After reading the details of the Senate healthcare bill, I am starting to come to the conclusion that the Senate healthcare replacement bill is worse for America than Obamacare. It all comes down to trade-offs. The Senate healthcare bill would likely cause premiums to stop rising rapidly at 20%+ per year and revert to the pre-ACA range of 10% per year. However co-pays and other costs would go up under the Senate bill. Premiums for older individuals on "ACA" plans would rise. More uncovered people would cram hospital emergency rooms for care. This gets back to the bottom line. Obamacare is not financially sound. Obamacare-light proposed by the Senate is not sound either. If the citizens of the U.S. believe that universal healthcare is an appropriate public benefit then we need to adopt a single-payer plan. There are plenty of countries providing single-payer (public/private) coverage that can be used as examples. I am not going to say that single-payer does not have its drawbacks (long waits, etc.) but it certainly is more cost-effective than Obamacare.

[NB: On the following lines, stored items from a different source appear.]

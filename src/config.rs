use std::fs;
use std::path::{Path, PathBuf};

use serde::{Deserialize, Serialize};

use crate::color::HexColor;
use crate::error::ConfigError;
use crate::preview::FillMode;
use crate::state::{INITIAL_COLOR, SOLIDS};

const APP_DIR: &str = "tee-tint";

/// Settings file. Only preferences live here; picked colors are never saved.
#[derive(Debug, Clone, PartialEq, Serialize, Deserialize)]
#[serde(default)]
pub struct AppConfig {
    pub initial_color: String,
    pub swatches: Vec<String>,
    pub fill_mode: FillMode,
    pub product_image: Option<PathBuf>,
    pub download_dir: Option<PathBuf>,
    pub autocopy: bool,
    pub show_label: bool,
    /// Seconds a Linux clipboard write keeps serving the image.
    pub clipboard_wait_secs: u64,
}

impl Default for AppConfig {
    fn default() -> Self {
        Self {
            initial_color: INITIAL_COLOR.to_string(),
            swatches: SOLIDS.iter().map(|s| s.to_string()).collect(),
            fill_mode: FillMode::default(),
            product_image: None,
            download_dir: None,
            autocopy: false,
            show_label: true,
            clipboard_wait_secs: 30,
        }
    }
}

impl AppConfig {
    /// Configured start color, or the built-in one if the setting is malformed.
    pub fn initial_color(&self) -> HexColor {
        match HexColor::parse(&self.initial_color) {
            Ok(hex) => hex,
            Err(err) => {
                tracing::warn!(
                    "config: initial color {:?} ignored: {}",
                    self.initial_color,
                    err
                );
                HexColor::from_rgb(0x33, 0x41, 0x55)
            }
        }
    }

    /// Configured swatches, skipping malformed entries.
    pub fn swatches(&self) -> Vec<HexColor> {
        self.swatches
            .iter()
            .filter_map(|s| match HexColor::parse(s) {
                Ok(hex) => Some(hex),
                Err(err) => {
                    tracing::warn!("config: swatch {:?} ignored: {}", s, err);
                    None
                }
            })
            .collect()
    }

    /// Download directory, defaulting to the working directory.
    pub fn download_dir(&self) -> PathBuf {
        self.download_dir.clone().unwrap_or_else(|| PathBuf::from("."))
    }
}

pub fn config_path() -> PathBuf {
    if let Ok(dir) = std::env::var("XDG_CONFIG_HOME") {
        return PathBuf::from(dir).join(APP_DIR).join("config.json");
    }
    if let Ok(home) = std::env::var("HOME") {
        return PathBuf::from(home)
            .join(".config")
            .join(APP_DIR)
            .join("config.json");
    }
    PathBuf::from("config.json")
}

/// Read settings from `path`. A missing file gives defaults; a broken one
/// is reported and also gives defaults.
pub fn load_config(path: &Path) -> AppConfig {
    match try_load_config(path) {
        Ok(Some(cfg)) => cfg,
        Ok(None) => {
            tracing::debug!("config: {} not found, using defaults", path.display());
            AppConfig::default()
        }
        Err(err) => {
            tracing::warn!("config: {} unreadable, using defaults: {}", path.display(), err);
            AppConfig::default()
        }
    }
}

pub fn try_load_config(path: &Path) -> Result<Option<AppConfig>, ConfigError> {
    let data = match fs::read_to_string(path) {
        Ok(data) => data,
        Err(err) if err.kind() == std::io::ErrorKind::NotFound => return Ok(None),
        Err(err) => return Err(err.into()),
    };
    Ok(Some(serde_json::from_str(&data)?))
}

pub fn save_config(path: &Path, cfg: &AppConfig) -> Result<(), ConfigError> {
    if let Some(parent) = path.parent() {
        if !parent.as_os_str().is_empty() {
            fs::create_dir_all(parent)?;
        }
    }
    let data = serde_json::to_string_pretty(cfg)?;
    fs::write(path, data)?;
    Ok(())
}

#[cfg(test)]
mod tests {
    use super::*;

    #[test]
    fn missing_file_gives_defaults() {
        let tmp = tempfile::tempdir().unwrap();
        let path = tmp.path().join("nope.json");
        assert!(try_load_config(&path).unwrap().is_none());
        assert_eq!(load_config(&path), AppConfig::default());
    }

    #[test]
    fn save_then_load() {
        let tmp = tempfile::tempdir().unwrap();
        let path = tmp.path().join("tee-tint").join("config.json");
        let cfg = AppConfig {
            initial_color: "#800220".into(),
            fill_mode: FillMode::Background,
            download_dir: Some(PathBuf::from("/tmp/out")),
            autocopy: true,
            show_label: false,
            ..AppConfig::default()
        };
        save_config(&path, &cfg).unwrap();
        assert_eq!(load_config(&path), cfg);
    }

    #[test]
    fn partial_file_fills_defaults() {
        let tmp = tempfile::tempdir().unwrap();
        let path = tmp.path().join("config.json");
        fs::write(&path, r#"{ "fill_mode": "background" }"#).unwrap();
        let cfg = load_config(&path);
        assert_eq!(cfg.fill_mode, FillMode::Background);
        assert_eq!(cfg.initial_color, INITIAL_COLOR);
        assert!(cfg.show_label);
        assert_eq!(cfg.clipboard_wait_secs, 30);
        assert_eq!(cfg.swatches().len(), SOLIDS.len());
    }

    #[test]
    fn broken_file_gives_defaults() {
        let tmp = tempfile::tempdir().unwrap();
        let path = tmp.path().join("config.json");
        fs::write(&path, "{ not json").unwrap();
        assert!(try_load_config(&path).is_err());
        assert_eq!(load_config(&path), AppConfig::default());
    }

    #[test]
    fn malformed_colors_are_skipped() {
        let cfg = AppConfig {
            initial_color: "#12".into(),
            swatches: vec!["#fff".into(), "nope".into(), "#101213".into()],
            ..AppConfig::default()
        };
        assert_eq!(cfg.initial_color().as_str(), "#334155");
        let swatches: Vec<String> = cfg.swatches().iter().map(|s| s.to_string()).collect();
        assert_eq!(swatches, vec!["#fff", "#101213"]);
    }
}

If the citizens of the U.S. do not support universal care than we should revert our system to what it was prior to Obamacare.

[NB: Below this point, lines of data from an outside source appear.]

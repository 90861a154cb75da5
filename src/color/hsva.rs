use palette::{FromColor, Hsv, IntoColor, Srgb};
use serde::{Deserialize, Serialize};

use super::HexColor;

/// Factors applied to the value channel for the shade strip:
/// lighter 2, lighter 1, darker 1, darker 2.
pub const SHADE_FACTORS: [f32; 4] = [1.5, 1.2, 0.7, 0.5];

/// HSV with alpha, in the ranges the wheel and shade slider work in:
/// `h` in [0, 360), `s` and `v` in [0, 100], `a` in [0, 1].
#[derive(Debug, Clone, Copy, PartialEq, Serialize, Deserialize)]
pub struct Hsva {
    pub h: f32,
    pub s: f32,
    pub v: f32,
    pub a: f32,
}

impl Hsva {
    pub fn new(h: f32, s: f32, v: f32, a: f32) -> Self {
        Self { h, s, v, a }
    }

    pub fn from_hex(hex: &HexColor) -> Self {
        let (r, g, b) = hex.to_rgb();
        let srgb = Srgb::new(r as f32 / 255.0, g as f32 / 255.0, b as f32 / 255.0);
        let hsv: Hsv = Hsv::from_color(srgb);
        let mut h = hsv.hue.into_positive_degrees();
        if h >= 360.0 {
            h = 0.0;
        }
        Self {
            h,
            s: hsv.saturation * 100.0,
            v: hsv.value * 100.0,
            a: 1.0,
        }
    }

    /// Six-digit lowercase hex. Alpha is not encoded.
    pub fn to_hex(&self) -> HexColor {
        let hsv: Hsv = Hsv::new(
            self.h.rem_euclid(360.0),
            (self.s / 100.0).clamp(0.0, 1.0),
            (self.v / 100.0).clamp(0.0, 1.0),
        );
        let rgb: Srgb = hsv.into_color();
        HexColor::from_rgb(channel(rgb.red), channel(rgb.green), channel(rgb.blue))
    }

    /// Same hue and saturation with the value channel scaled, clamped to 100.
    /// A non-finite factor leaves the color unchanged.
    pub fn scaled_value(&self, factor: f32) -> Self {
        if !factor.is_finite() {
            return *self;
        }
        Self {
            v: (self.v * factor).clamp(0.0, 100.0),
            ..*self
        }
    }

    /// The shade strip next to the slider, lightest first.
    pub fn shades(&self) -> [Hsva; 4] {
        SHADE_FACTORS.map(|factor| self.scaled_value(factor))
    }
}

fn channel(c: f32) -> u8 {
    (c * 255.0).round().clamp(0.0, 255.0) as u8
}

#[cfg(test)]
mod tests {
    use super::*;

    fn hex(s: &str) -> HexColor {
        HexColor::parse(s).unwrap()
    }

    fn close(a: f32, b: f32) -> bool {
        (a - b).abs() < 0.01
    }

    #[test]
    fn primary_colors() {
        let red = Hsva::from_hex(&hex("#ff0000"));
        assert!(close(red.h, 0.0) && close(red.s, 100.0) && close(red.v, 100.0));
        assert_eq!(red.a, 1.0);

        let blue = Hsva::from_hex(&hex("#00f"));
        assert!(close(blue.h, 240.0) && close(blue.s, 100.0) && close(blue.v, 100.0));
    }

    #[test]
    fn grey_has_no_saturation() {
        let grey = Hsva::from_hex(&hex("#808080"));
        assert!(close(grey.s, 0.0));
        assert_eq!(grey.to_hex().as_str(), "#808080");
    }

    #[test]
    fn hsv_to_hex() {
        assert_eq!(Hsva::new(120.0, 100.0, 100.0, 1.0).to_hex().as_str(), "#00ff00");
        assert_eq!(Hsva::new(0.0, 0.0, 0.0, 0.3).to_hex().as_str(), "#000000");
        assert_eq!(Hsva::new(360.0, 100.0, 100.0, 1.0).to_hex().as_str(), "#ff0000");
    }

    #[test]
    fn hex_round_trips_through_hsv() {
        for s in ["#334155", "#800220", "#A2CFFE", "#101213", "#fa0", "#123456"] {
            let original = hex(s);
            let back = Hsva::from_hex(&original).to_hex();
            assert!(original.same_color(&back), "{s} came back as {back}");
        }
    }

    #[test]
    fn every_short_hex_round_trips() {
        for n in 0..0x1000u32 {
            let original = hex(&format!("#{:03x}", n));
            let back = Hsva::from_hex(&original).to_hex();
            assert!(original.same_color(&back), "{original} came back as {back}");
        }
    }

    #[test]
    fn long_hex_round_trips_across_the_cube() {
        // odd stride so every channel sees low, mid and high bytes
        for n in (0..=0xff_ffffu32).step_by(4099) {
            let original = hex(&format!("#{:06x}", n));
            let back = Hsva::from_hex(&original).to_hex();
            assert!(original.same_color(&back), "{original} came back as {back}");
        }
        for v in 0..=255u8 {
            for original in [
                HexColor::from_rgb(v, v, v),
                HexColor::from_rgb(v, 0, 255 - v),
                HexColor::from_rgb(255, v, v / 2),
            ] {
                let back = Hsva::from_hex(&original).to_hex();
                assert!(original.same_color(&back), "{original} came back as {back}");
            }
        }
    }

    #[test]
    fn shades_scale_value_only() {
        let base = Hsva::new(200.0, 40.0, 80.0, 1.0);
        let [l2, l1, d1, d2] = base.shades();
        assert_eq!(l2.v, 100.0);
        assert!(close(l1.v, 96.0));
        assert!(close(d1.v, 56.0));
        assert!(close(d2.v, 40.0));
        assert_eq!(d2.h, 200.0);
        assert_eq!(d2.s, 40.0);
        assert_eq!(base.scaled_value(f32::NAN), base);
        assert_eq!(base.scaled_value(f32::INFINITY), base);
    }
}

That's nonsense "Still, the slow rate of growth was good news for premiums: The total average family plan cost increased by 43 percent from 2008 to 2016, but it went up more than double that rate — 97 percent — from 2000 to 2008." http://www.factcheck.org/2017/03/employer-premiums-and-the-aca/ Trump admin says otherwise https://www.elitetrader.com/et/thre...wn-data-says-obamacare-isnt-imploding.310981/
You have already been handed your head on the subject of premium increases pre and post ACA in the past week. You can continue to believe your fantasy, or join the world or actual facts & data which show the average increase pre ACA was 10% and post ACA was over 20%.
By handed you mean you linked to far right paid stooges who wrote what they were paid for while you ignore NON PARTISAN analysis - the kind I linked to. I mean, if you are going to make the claim that premiums only rose 10% prior to ACA - that's the biggest lie of all. "average increase pre ACA was 10%" Yea right, what a laughable claim. Anybody with decent insurance would know that claim is pure baloney.
Ok, let's have some people chime in and tell us how their premiums only rose 10% a year before ACA. This is going to be fun.